In the final reckoning, though, the comparison is clear: City came to the Emirates on the opening weekend of the season and won 2-0, and in that sense, in the context of a league in which the leaders leak very little, this will feel like two points dropped. But perhaps that isn’t entirely fair for Liverpool; after all, this is an Arsenal side that has improved significantly since then, one riding a 14-game unbeaten streak.
Much of that improvement is thanks to Lucas Torreira, the muscular Uruguayan midfielder signed from Sampdoria in the summer. The 22-year-old has taken such command of the back end of midfield that he has somehow helped Granit Xhaka develop a sense of positional discipline. Liverpool tried a 4-3-3 in the first half and a 4-2-3-1 in the second, but in both it struggled to impose itself, hampered perhaps by the absence of either Jordan Henderson or Naby Keita (or both) in midfield. Fabinho has not yet begun to impose himself.

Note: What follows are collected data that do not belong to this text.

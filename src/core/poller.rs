// src/core/poller.rs
//! Bounded sequential polling: check, wait, check again, up to a fixed count.

use std::future::Future;
use std::time::Duration;
use tracing::trace;

#[derive(Debug, Clone, Copy, PartialEq, Eq)]
pub struct PollPolicy {
    pub interval: Duration,
    pub max_attempts: u32,
}

impl PollPolicy {
    /// `max_attempts` is clamped to at least one check.
    pub fn new(interval: Duration, max_attempts: u32) -> Self {
        Self {
            interval,
            max_attempts: max_attempts.max(1),
        }
    }

    /// Longest time the loop can spend waiting between checks.
    pub fn max_wait(&self) -> Duration {
        self.interval * self.max_attempts.saturating_sub(1)
    }
}

impl Default for PollPolicy {
    fn default() -> Self {
        Self::new(Duration::from_secs(2), 30)
    }
}

#[derive(Debug, Clone, PartialEq, Eq)]
pub enum PollStep<T> {
    Done(T),
    Fail(String),
    Pending,
}

#[derive(Debug, Clone, PartialEq, Eq)]
pub enum PollOutcome<T> {
    Completed(T),
    Failed(String),
    TimedOut { attempts: u32 },
}

impl<T> PollOutcome<T> {
    pub fn is_completed(&self) -> bool {
        matches!(self, PollOutcome::Completed(_))
    }
}

/// Runs `check(attempt)` with attempt numbers starting at 1. The first check
/// is immediate and there is no wait after the last one.
pub async fn poll_until<T, F, Fut>(policy: &PollPolicy, mut check: F) -> PollOutcome<T>
where
    F: FnMut(u32) -> Fut,
    Fut: Future<Output = PollStep<T>>,
{
    for attempt in 1..=policy.max_attempts {
        match check(attempt).await {
            PollStep::Done(value) => return PollOutcome::Completed(value),
            PollStep::Fail(reason) => return PollOutcome::Failed(reason),
            PollStep::Pending => {
                trace!("Poll attempt {}/{} pending", attempt, policy.max_attempts);
                if attempt < policy.max_attempts {
                    tokio::time::sleep(policy.interval).await;
                }
            }
        }
    }

    PollOutcome::TimedOut {
        attempts: policy.max_attempts,
    }
}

And yet Liverpool had its chances. This is an Arsenal team that still has more Achilles heels than is ideal, one of them in goal. When Sadio Mane crossed after 62 minutes, Bernd Leno was under no immediate pressure, but he seemed to be caught a little flat-footed and ended up stretching, flapping the ball into Rob Holding, from where it rebounded to James Milner. He drilled it home.
It wasn’t Leno’s first misjudgment. On the stroke of halftime, he had come for Milner’s free-kick and got nowhere near it. The ball had bounced via Virgil van Dijk and Holding, and then against the post. And that, really, was the story of Arsenal’s day. For as impressive as it was going forward, the Gunners always looked vulnerable and should have been behind at the half.

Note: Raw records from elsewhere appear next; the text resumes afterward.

// src/types/career_ark.rs
//! Career Ark shapes: CV import tasks and the persistent profile sections.

use serde::{Deserialize, Serialize};
use serde_json::Value;
use std::fmt;

use super::{list_field, str_field, Id, JsonObject};

#[derive(Debug, Clone, Serialize, Deserialize)]
pub struct UploadAccepted {
    #[serde(rename = "taskId")]
    pub task_id: String,
    #[serde(flatten)]
    pub extra: JsonObject,
}

#[derive(Debug, Clone, PartialEq, Eq)]
pub enum ImportStatus {
    Pending,
    Processing,
    Completed,
    Failed,
    Other(String),
}

impl ImportStatus {
    pub fn parse(raw: &str) -> Self {
        match raw.trim().to_lowercase().as_str() {
            "pending" | "queued" => ImportStatus::Pending,
            "processing" | "in_progress" | "running" => ImportStatus::Processing,
            "completed" | "complete" | "done" => ImportStatus::Completed,
            "failed" | "error" => ImportStatus::Failed,
            _ => ImportStatus::Other(raw.to_string()),
        }
    }

    pub fn is_terminal(&self) -> bool {
        matches!(self, ImportStatus::Completed | ImportStatus::Failed)
    }
}

impl fmt::Display for ImportStatus {
    fn fmt(&self, f: &mut fmt::Formatter<'_>) -> fmt::Result {
        match self {
            ImportStatus::Pending => write!(f, "pending"),
            ImportStatus::Processing => write!(f, "processing"),
            ImportStatus::Completed => write!(f, "completed"),
            ImportStatus::Failed => write!(f, "failed"),
            ImportStatus::Other(raw) => write!(f, "{}", raw),
        }
    }
}

#[derive(Debug, Clone, PartialEq, Serialize, Deserialize)]
pub struct TaskStatus {
    pub status: String,
    #[serde(flatten)]
    pub extra: JsonObject,
}

impl TaskStatus {
    pub fn state(&self) -> ImportStatus {
        ImportStatus::parse(&self.status)
    }

    /// Summary of what extraction found; `null` reads as absent.
    pub fn extracted_data_summary(&self) -> Option<&Value> {
        self.extra
            .get("extractedDataSummary")
            .filter(|summary| !summary.is_null())
    }

    /// Backend error text, if any and not blank.
    pub fn error(&self) -> Option<&str> {
        str_field(&self.extra, "error").filter(|e| !e.trim().is_empty())
    }
}

#[derive(Debug, Clone, PartialEq, Serialize, Deserialize)]
pub struct ArkProfile {
    pub id: Id,
    #[serde(flatten)]
    pub extra: JsonObject,
}

#[derive(Debug, Clone, Copy, PartialEq, Eq, Hash)]
pub enum SectionKind {
    WorkExperience,
    Education,
    Training,
    Skills,
    Projects,
    Certifications,
}

impl SectionKind {
    /// Display order used when picking the first entry to show.
    pub const ALL: [SectionKind; 6] = [
        SectionKind::WorkExperience,
        SectionKind::Education,
        SectionKind::Training,
        SectionKind::Skills,
        SectionKind::Projects,
        SectionKind::Certifications,
    ];

    pub fn path(&self) -> &'static str {
        match self {
            SectionKind::WorkExperience => "work_experience",
            SectionKind::Education => "education",
            SectionKind::Training => "training",
            SectionKind::Skills => "skills",
            SectionKind::Projects => "projects",
            SectionKind::Certifications => "certifications",
        }
    }

    /// Only these sections accept create and patch calls.
    pub fn is_editable(&self) -> bool {
        matches!(
            self,
            SectionKind::WorkExperience | SectionKind::Education | SectionKind::Training
        )
    }

    pub fn label(&self) -> &'static str {
        match self {
            SectionKind::WorkExperience => "work experience",
            SectionKind::Education => "education",
            SectionKind::Training => "training",
            SectionKind::Skills => "skill",
            SectionKind::Projects => "project",
            SectionKind::Certifications => "certification",
        }
    }
}

impl std::str::FromStr for SectionKind {
    type Err = String;

    fn from_str(s: &str) -> Result<Self, Self::Err> {
        SectionKind::ALL
            .into_iter()
            .find(|kind| kind.path() == s.trim().to_lowercase().replace('-', "_"))
            .ok_or_else(|| format!("Unknown section: {}", s))
    }
}

/// Every section of a Career Ark profile, keyed by section name. The backend
/// sends `null` or an object for sections with no entries.
#[derive(Debug, Clone, Default, PartialEq, Serialize, Deserialize)]
#[serde(transparent)]
pub struct AllSections {
    pub fields: JsonObject,
}

impl AllSections {
    pub fn section(&self, kind: SectionKind) -> &[Value] {
        list_field(&self.fields, kind.path())
    }

    /// First non-empty section and the id of its first entry ("0" if the
    /// entry carries none).
    pub fn first_entry(&self) -> Option<(SectionKind, String)> {
        SectionKind::ALL.into_iter().find_map(|kind| {
            self.section(kind).first().map(|entry| {
                let id = match entry.get("id") {
                    Some(Value::String(s)) if !s.is_empty() => s.clone(),
                    Some(Value::Number(n)) => n.to_string(),
                    _ => "0".to_string(),
                };
                (kind, id)
            })
        })
    }

    pub fn total_entries(&self) -> usize {
        SectionKind::ALL
            .into_iter()
            .map(|kind| self.section(kind).len())
            .sum()
    }
}

#[derive(Debug, Clone, Serialize, Deserialize)]
pub struct GenerateMaterialsRequest {
    #[serde(rename = "jobAdvert")]
    pub job_advert: String,
    #[serde(rename = "arcData")]
    pub arc_data: Value,
}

The modern offside law and interpretation of exactly when a player is interfering is something that seems perpetually shrouded in confusion, but it was hard to avoid the conclusion that Mane had been hard done when he tapped in after Roberto Firmino’s 18th-minute lob came back off the post. Mane was in an offside position when Trent Alexander-Arnold delivered the ball to the idle, but the fact that the flag didn’t go up then suggests he wasn't deemed to be interfering. Mane was then behind both ball and player when Firmino lifted it over Leno, rendering him onside for the second phase of play. Jurgen Klopp was adamant the goal should have stood.
But Milner’s goal stemmed from one of only a handful of chances Liverpool mustered in the second half. The one real hope for a title race worthy of the name this season is that Liverpool remains in touch with City despite being some way short of its best.

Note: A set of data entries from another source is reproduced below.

// src/api/auth.rs
use serde_json::{json, Value};
use tracing::{info, warn};

use crate::core::ApiClient;
use crate::error::Result;
use crate::types::{
    AuthResponse, CurrentUser, LoginRequest, OAuthCallback, RegisterRequest, SocialProvider,
};
use crate::utils::require_non_blank;

const AUTH_BASE: &str = "/api/auth";

pub struct AuthApi<'a> {
    client: &'a ApiClient,
}

impl ApiClient {
    pub fn accounts(&self) -> AuthApi<'_> {
        AuthApi { client: self }
    }
}

impl<'a> AuthApi<'a> {
    fn url(&self, path: &str) -> String {
        self.client.gateway_url(&format!("{}/{}", AUTH_BASE, path))
    }

    /// Register; a returned token is stored as the active session.
    pub async fn register(&self, request: &RegisterRequest) -> Result<AuthResponse> {
        require_non_blank("email", &request.email)?;
        require_non_blank("password", &request.password)?;

        let response: AuthResponse = self
            .client
            .post_public(&self.url("register"), request, "Registration failed")
            .await?;
        self.remember(&response)?;
        Ok(response)
    }

    /// Log in and store the returned token.
    pub async fn login(&self, request: &LoginRequest) -> Result<AuthResponse> {
        require_non_blank("email", &request.email)?;
        require_non_blank("password", &request.password)?;

        let response: AuthResponse = self
            .client
            .post_public(&self.url("login"), request, "Login failed")
            .await?;
        self.remember(&response)?;
        info!("Logged in as {}", request.email);
        Ok(response)
    }

    /// Log out. The local token is dropped whether or not the gateway call
    /// succeeds; an already expired session counts as logged out.
    pub async fn logout(&self) -> Result<Value> {
        let result = self
            .client
            .post_empty::<Value>(&self.url("logout"), "Logout failed")
            .await;
        self.client.token_store().clear()?;

        match result {
            Err(e) if e.is_session_expired() => {
                info!("Session already expired, local token cleared");
                Ok(Value::Null)
            }
            Err(e) => {
                warn!("Logout call failed, local session cleared anyway: {}", e);
                Err(e)
            }
            ok => ok,
        }
    }

    pub async fn current_user(&self) -> Result<CurrentUser> {
        self.client
            .get_json(
                &self.client.gateway_url("/users/me"),
                "Failed to fetch current user",
            )
            .await
    }

    pub async fn forgot_password(&self, email: &str) -> Result<Value> {
        require_non_blank("email", email)?;
        self.client
            .post_public(
                &self.url("forgot-password"),
                &json!({ "email": email }),
                "Password reset request failed",
            )
            .await
    }

    pub async fn reset_password(&self, reset_token: &str, password: &str) -> Result<Value> {
        require_non_blank("token", reset_token)?;
        require_non_blank("password", password)?;
        self.client
            .post_public(
                &self.url("reset-password"),
                &json!({ "token": reset_token, "password": password }),
                "Password reset failed",
            )
            .await
    }

    /// Where the browser goes to start an OAuth login.
    pub fn social_auth_url(&self, provider: SocialProvider) -> String {
        self.url(&provider.to_string())
    }

    /// Finish an OAuth login with the code the provider redirected back
    /// with. LinkedIn also needs the `state` it was started with.
    pub async fn oauth_callback(
        &self,
        provider: SocialProvider,
        callback: &OAuthCallback,
    ) -> Result<AuthResponse> {
        require_non_blank("code", &callback.code)?;
        if provider == SocialProvider::Linkedin {
            require_non_blank("state", callback.state.as_deref().unwrap_or_default())?;
        }

        let response: AuthResponse = self
            .client
            .post_public(
                &self.url(&format!("{}/callback", provider)),
                callback,
                "OAuth callback failed",
            )
            .await?;
        self.remember(&response)?;
        info!("Completed {} sign-in", provider);
        Ok(response)
    }

    fn remember(&self, response: &AuthResponse) -> Result<()> {
        if let Some(token) = response.token() {
            self.client.token_store().set(token)?;
        }
        Ok(())
    }
}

This, after all, is a side that specializes in transition and yet, for all that Arsenal pressed, it wasn’t able to exploit the space behind it—itself testament to how effective Torreira was.
Arsenal deserved a point from what, given the opposition, was arguably its most impressive performance of the season and it came thanks to one of Emery’s substitutions: Alex Iwobi, who drifted in from the left and played a terrific ball through to Lacazette. Alisson forced him wide, but Lacazette was able to turn and, having worked the ball onto his right foot, curled a shot into the far corner. “Formation-wise, I was not happy how compact we were,” said Jurgen Klopp. “One time we didn’t close the half space, and they scored.”
To blame Alisson for the goal would be harsh, but he too had a slightly shaky night, coming for a Pierre-Emerick Aubameyang cross after 16 minutes but arriving long after Henrikh Mkhitaryan, whose header drifted just wide.
Realistically, a draw for Liverpool at Arsenal should be a good result. It shouldn’t be seen as points dropped. But such are the standards City has set that it feels every point not won could be vital.